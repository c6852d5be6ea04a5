//! Embedding backends.
//!
//! Concrete [`Embedder`] implementations selected by `[embedding].provider`:
//! - **`local`**: [`LocalEmbedder`], fastembed inference in-process (feature
//!   `local-embeddings-fastembed`, on by default). The model is downloaded
//!   once from Hugging Face and cached; no network calls afterwards.
//! - **`ollama`**: [`OllamaEmbedder`], calls `POST /api/embed` on a local
//!   Ollama server.
//! - **`hashing`**: the core `HashingEmbedder`, deterministic and
//!   dependency-free.
//!
//! [`create_embedder`] builds the provider once at startup and embeds a sample
//! text, so an unreachable model or a wrong `dims` fails the process before
//! it starts serving.
//!
//! # Retry Strategy
//!
//! The Ollama backend retries transient failures with exponential backoff:
//! - HTTP 429 (rate limited) and 5xx (server error) → retry
//! - HTTP 4xx (client error, not 429) → fail immediately
//! - Network errors → retry
//! - Backoff: 1s, 2s, 4s, 8s, 16s, 32s (capped at 2^5)

use std::sync::atomic::{AtomicBool, Ordering};
use std::sync::Arc;
use std::time::Duration;

use anyhow::{bail, Context};
use async_trait::async_trait;
use refchat_core::embedding::{check_dims, check_finite, Embedder, HashingEmbedder};
use refchat_core::{Error, Result};
use tracing::{info, warn};

use crate::config::{EmbeddingConfig, DEFAULT_OLLAMA_URL};

const DEFAULT_LOCAL_MODEL: &str = "all-minilm-l6-v2";
const DEFAULT_HASHING_DIMS: usize = 384;
const SAMPLE_TEXT: &str = "refchat embedding check";

/// Build and load the configured embedder, then check one sample embedding.
pub async fn create_embedder(config: &EmbeddingConfig) -> anyhow::Result<Arc<dyn Embedder>> {
    let embedder: Arc<dyn Embedder> = match config.provider.as_str() {
        "hashing" => Arc::new(HashingEmbedder::new(
            config.dims.unwrap_or(DEFAULT_HASHING_DIMS),
        )?),
        "ollama" => Arc::new(OllamaEmbedder::new(config)?),
        #[cfg(feature = "local-embeddings-fastembed")]
        "local" => Arc::new(LocalEmbedder::load(config).await?),
        #[cfg(not(feature = "local-embeddings-fastembed"))]
        "local" => bail!(
            "Local embedding provider requires --features local-embeddings-fastembed; \
             use provider = \"ollama\" or \"hashing\" instead"
        ),
        other => bail!("Unknown embedding provider: {}", other),
    };

    let sample = embedder.embed(SAMPLE_TEXT).await.with_context(|| {
        format!(
            "Embedding model '{}' ({}) is not available",
            embedder.model_name(),
            config.provider
        )
    })?;
    check_dims(&sample, embedder.dims()).with_context(|| {
        format!(
            "Embedding model '{}' returned {}-dimensional vectors but embedding.dims is {}",
            embedder.model_name(),
            sample.len(),
            embedder.dims()
        )
    })?;
    check_finite(&sample).with_context(|| {
        format!(
            "Embedding model '{}' returned an unusable vector",
            embedder.model_name()
        )
    })?;

    info!(
        provider = %config.provider,
        model = embedder.model_name(),
        dims = embedder.dims(),
        "embedding model ready"
    );
    Ok(embedder)
}

// ============ Ollama ============

/// Embedder backed by a local Ollama instance.
///
/// Requires Ollama to be running with an embedding model pulled
/// (e.g. `ollama pull nomic-embed-text`).
pub struct OllamaEmbedder {
    client: reqwest::Client,
    url: String,
    model: String,
    dims: usize,
    max_retries: u32,
    closed: AtomicBool,
}

impl OllamaEmbedder {
    pub fn new(config: &EmbeddingConfig) -> Result<Self> {
        let model = config
            .model
            .clone()
            .ok_or_else(|| Error::validation("embedding.model required for Ollama provider"))?;
        let dims = config
            .dims
            .ok_or_else(|| Error::validation("embedding.dims required for Ollama provider"))?;
        let url = config
            .url
            .clone()
            .unwrap_or_else(|| DEFAULT_OLLAMA_URL.to_string());
        let client = reqwest::Client::builder()
            .timeout(Duration::from_secs(config.timeout_secs))
            .build()
            .map_err(|e| Error::internal(format!("failed to build HTTP client: {}", e)))?;

        Ok(Self {
            client,
            url: url.trim_end_matches('/').to_string(),
            model,
            dims,
            max_retries: config.max_retries,
            closed: AtomicBool::new(false),
        })
    }
}

#[async_trait]
impl Embedder for OllamaEmbedder {
    fn model_name(&self) -> &str {
        &self.model
    }

    fn dims(&self) -> usize {
        self.dims
    }

    async fn embed_batch(&self, texts: &[String]) -> Result<Vec<Vec<f32>>> {
        if self.closed.load(Ordering::SeqCst) {
            return Err(Error::unavailable("Ollama embedder has been shut down"));
        }
        if texts.is_empty() {
            return Ok(Vec::new());
        }

        let body = serde_json::json!({
            "model": self.model,
            "input": texts,
        });

        let mut last_err = None;

        for attempt in 0..=self.max_retries {
            if attempt > 0 {
                let delay = Duration::from_secs(1 << (attempt - 1).min(5));
                tokio::time::sleep(delay).await;
            }

            let resp = self
                .client
                .post(format!("{}/api/embed", self.url))
                .json(&body)
                .send()
                .await;

            match resp {
                Ok(response) => {
                    let status = response.status();

                    if status.is_success() {
                        let json: serde_json::Value = response.json().await.map_err(|e| {
                            Error::unavailable(format!("invalid Ollama embed response: {}", e))
                        })?;
                        let vectors = parse_ollama_response(&json)?;
                        if vectors.len() != texts.len() {
                            return Err(Error::internal(format!(
                                "Ollama returned {} embeddings for {} texts",
                                vectors.len(),
                                texts.len()
                            )));
                        }
                        return Ok(vectors);
                    }

                    let body_text = response.text().await.unwrap_or_default();
                    if status.as_u16() == 429 || status.is_server_error() {
                        warn!(%status, attempt, "Ollama embed request failed; retrying");
                        last_err = Some(Error::unavailable(format!(
                            "Ollama API error {}: {}",
                            status, body_text
                        )));
                        continue;
                    }

                    return Err(Error::unavailable(format!(
                        "Ollama API error {}: {}",
                        status, body_text
                    )));
                }
                Err(e) => {
                    warn!(attempt, error = %e, "Ollama embed request failed; retrying");
                    last_err = Some(request_error(&self.url, e));
                    continue;
                }
            }
        }

        Err(last_err.unwrap_or_else(|| Error::unavailable("Ollama embedding failed after retries")))
    }

    fn shutdown(&self) {
        self.closed.store(true, Ordering::SeqCst);
    }
}

/// Map a transport failure to `Timeout` or `DependencyUnavailable`.
pub(crate) fn request_error(url: &str, e: reqwest::Error) -> Error {
    if e.is_timeout() {
        Error::Timeout(format!("request to {} timed out", url))
    } else {
        Error::unavailable(format!("connection error (is Ollama running at {}?): {}", url, e))
    }
}

fn parse_ollama_response(json: &serde_json::Value) -> Result<Vec<Vec<f32>>> {
    let embeddings = json
        .get("embeddings")
        .and_then(|e| e.as_array())
        .ok_or_else(|| Error::unavailable("invalid Ollama response: missing embeddings array"))?;

    embeddings
        .iter()
        .map(|embedding| {
            embedding
                .as_array()
                .ok_or_else(|| {
                    Error::unavailable("invalid Ollama response: embedding is not an array")
                })
                .map(|values| {
                    values
                        .iter()
                        .map(|v| v.as_f64().unwrap_or(0.0) as f32)
                        .collect()
                })
        })
        .collect()
}

// ============ Local (fastembed) ============

/// In-process embedder using fastembed.
///
/// The loaded model sits behind a mutex and inference runs on the blocking
/// thread pool.
#[cfg(feature = "local-embeddings-fastembed")]
pub struct LocalEmbedder {
    model_name: String,
    dims: usize,
    batch_size: usize,
    model: Arc<parking_lot::Mutex<Option<fastembed::TextEmbedding>>>,
}

#[cfg(feature = "local-embeddings-fastembed")]
impl LocalEmbedder {
    /// Download (first run only) and initialise the model.
    pub async fn load(config: &EmbeddingConfig) -> Result<Self> {
        let (model_name, dims) = resolve_local_model(config);
        let fastembed_model = config_to_fastembed_model(&model_name)?;

        info!(model = %model_name, "loading local embedding model");
        let model = tokio::task::spawn_blocking(move || {
            fastembed::TextEmbedding::try_new(
                fastembed::InitOptions::new(fastembed_model).with_show_download_progress(true),
            )
        })
        .await
        .map_err(|e| Error::internal(format!("model loader panicked: {}", e)))?
        .map_err(|e| {
            Error::unavailable(format!(
                "failed to initialize local embedding model: {}",
                e
            ))
        })?;

        Ok(Self {
            model_name,
            dims,
            batch_size: config.batch_size,
            model: Arc::new(parking_lot::Mutex::new(Some(model))),
        })
    }
}

#[cfg(feature = "local-embeddings-fastembed")]
#[async_trait]
impl Embedder for LocalEmbedder {
    fn model_name(&self) -> &str {
        &self.model_name
    }

    fn dims(&self) -> usize {
        self.dims
    }

    async fn embed_batch(&self, texts: &[String]) -> Result<Vec<Vec<f32>>> {
        if texts.is_empty() {
            return Ok(Vec::new());
        }
        let model = self.model.clone();
        let batch_size = self.batch_size;
        let texts = texts.to_vec();

        tokio::task::spawn_blocking(move || {
            let mut guard = model.lock();
            let model = guard
                .as_mut()
                .ok_or_else(|| Error::unavailable("local embedding model has been shut down"))?;
            model
                .embed(texts, Some(batch_size))
                .map_err(|e| Error::internal(format!("local embedding failed: {}", e)))
        })
        .await
        .map_err(|e| Error::internal(format!("embedding task panicked: {}", e)))?
    }

    fn shutdown(&self) {
        self.model.lock().take();
    }
}

#[cfg(feature = "local-embeddings-fastembed")]
fn resolve_local_model(config: &EmbeddingConfig) -> (String, usize) {
    let model_name = config
        .model
        .clone()
        .unwrap_or_else(|| DEFAULT_LOCAL_MODEL.to_string());

    let dims = config.dims.unwrap_or(match model_name.as_str() {
        "bge-base-en-v1.5" | "nomic-embed-text-v1" | "nomic-embed-text-v1.5" => 768,
        "multilingual-e5-base" => 768,
        "bge-large-en-v1.5" | "multilingual-e5-large" => 1024,
        _ => 384,
    });

    (model_name, dims)
}

#[cfg(feature = "local-embeddings-fastembed")]
fn config_to_fastembed_model(name: &str) -> Result<fastembed::EmbeddingModel> {
    match name {
        "all-minilm-l6-v2" => Ok(fastembed::EmbeddingModel::AllMiniLML6V2),
        "bge-small-en-v1.5" => Ok(fastembed::EmbeddingModel::BGESmallENV15),
        "bge-base-en-v1.5" => Ok(fastembed::EmbeddingModel::BGEBaseENV15),
        "bge-large-en-v1.5" => Ok(fastembed::EmbeddingModel::BGELargeENV15),
        "nomic-embed-text-v1" => Ok(fastembed::EmbeddingModel::NomicEmbedTextV1),
        "nomic-embed-text-v1.5" => Ok(fastembed::EmbeddingModel::NomicEmbedTextV15),
        "multilingual-e5-small" => Ok(fastembed::EmbeddingModel::MultilingualE5Small),
        "multilingual-e5-base" => Ok(fastembed::EmbeddingModel::MultilingualE5Base),
        "multilingual-e5-large" => Ok(fastembed::EmbeddingModel::MultilingualE5Large),
        other => Err(Error::validation(format!(
            "Unknown local embedding model: '{}'. Supported models: \
             all-minilm-l6-v2, bge-small-en-v1.5, bge-base-en-v1.5, bge-large-en-v1.5, \
             nomic-embed-text-v1, nomic-embed-text-v1.5, \
             multilingual-e5-small, multilingual-e5-base, multilingual-e5-large",
            other
        ))),
    }
}

#[cfg(test)]
mod tests {
    use super::*;

    fn hashing(dims: usize) -> EmbeddingConfig {
        EmbeddingConfig {
            provider: "hashing".to_string(),
            dims: Some(dims),
            ..EmbeddingConfig::default()
        }
    }

    #[test]
    fn parse_ollama_embeddings() {
        let json = serde_json::json!({ "embeddings": [[0.5, -1.0], [0.0, 2.0]] });
        assert_eq!(
            parse_ollama_response(&json).unwrap(),
            vec![vec![0.5, -1.0], vec![0.0, 2.0]]
        );
    }

    #[test]
    fn parse_ollama_rejects_malformed_body() {
        let json = serde_json::json!({ "embedding": [0.5] });
        assert!(matches!(
            parse_ollama_response(&json),
            Err(Error::DependencyUnavailable(_))
        ));
        let json = serde_json::json!({ "embeddings": ["nope"] });
        assert!(parse_ollama_response(&json).is_err());
    }

    #[tokio::test]
    async fn hashing_provider_passes_startup_check() {
        let embedder = create_embedder(&hashing(48)).await.unwrap();
        assert_eq!(embedder.model_name(), "hashing");
        assert_eq!(embedder.dims(), 48);
    }

    #[tokio::test]
    async fn unreachable_ollama_fails_fast() {
        let config = EmbeddingConfig {
            provider: "ollama".to_string(),
            model: Some("nomic-embed-text".to_string()),
            dims: Some(768),
            max_retries: 0,
            timeout_secs: 2,
            url: Some("http://127.0.0.1:9".to_string()),
            ..EmbeddingConfig::default()
        };
        assert!(create_embedder(&config).await.is_err());

        let embedder = OllamaEmbedder::new(&config).unwrap();
        let err = embedder.embed("hello").await.unwrap_err();
        assert!(matches!(
            err,
            Error::DependencyUnavailable(_) | Error::Timeout(_)
        ));
    }

    #[tokio::test]
    async fn ollama_shutdown_rejects_calls() {
        let config = EmbeddingConfig {
            provider: "ollama".to_string(),
            model: Some("nomic-embed-text".to_string()),
            dims: Some(768),
            ..EmbeddingConfig::default()
        };
        let embedder = OllamaEmbedder::new(&config).unwrap();
        embedder.shutdown();
        assert!(matches!(
            embedder.embed("x").await,
            Err(Error::DependencyUnavailable(_))
        ));
    }

    #[cfg(feature = "local-embeddings-fastembed")]
    #[test]
    fn local_model_dims_resolve_from_name() {
        let mut config = EmbeddingConfig::default();
        assert_eq!(resolve_local_model(&config), ("all-minilm-l6-v2".to_string(), 384));
        config.model = Some("bge-base-en-v1.5".to_string());
        assert_eq!(resolve_local_model(&config).1, 768);
        assert!(config_to_fastembed_model("word2vec").is_err());
    }
}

» **Exercise prompt**
Find all lines in the records that hold the word "minilm". Copy them.

» **Answer for this exercise**
const DEFAULT_LOCAL_MODEL: &str = "all-minilm-l6-v2";
        "all-minilm-l6-v2" => Ok(fastembed::EmbeddingModel::AllMiniLML6V2),
             all-minilm-l6-v2, bge-small-en-v1.5, bge-base-en-v1.5, bge-large-en-v1.5, \
        assert_eq!(resolve_local_model(&config), ("all-minilm-l6-v2".to_string(), 384));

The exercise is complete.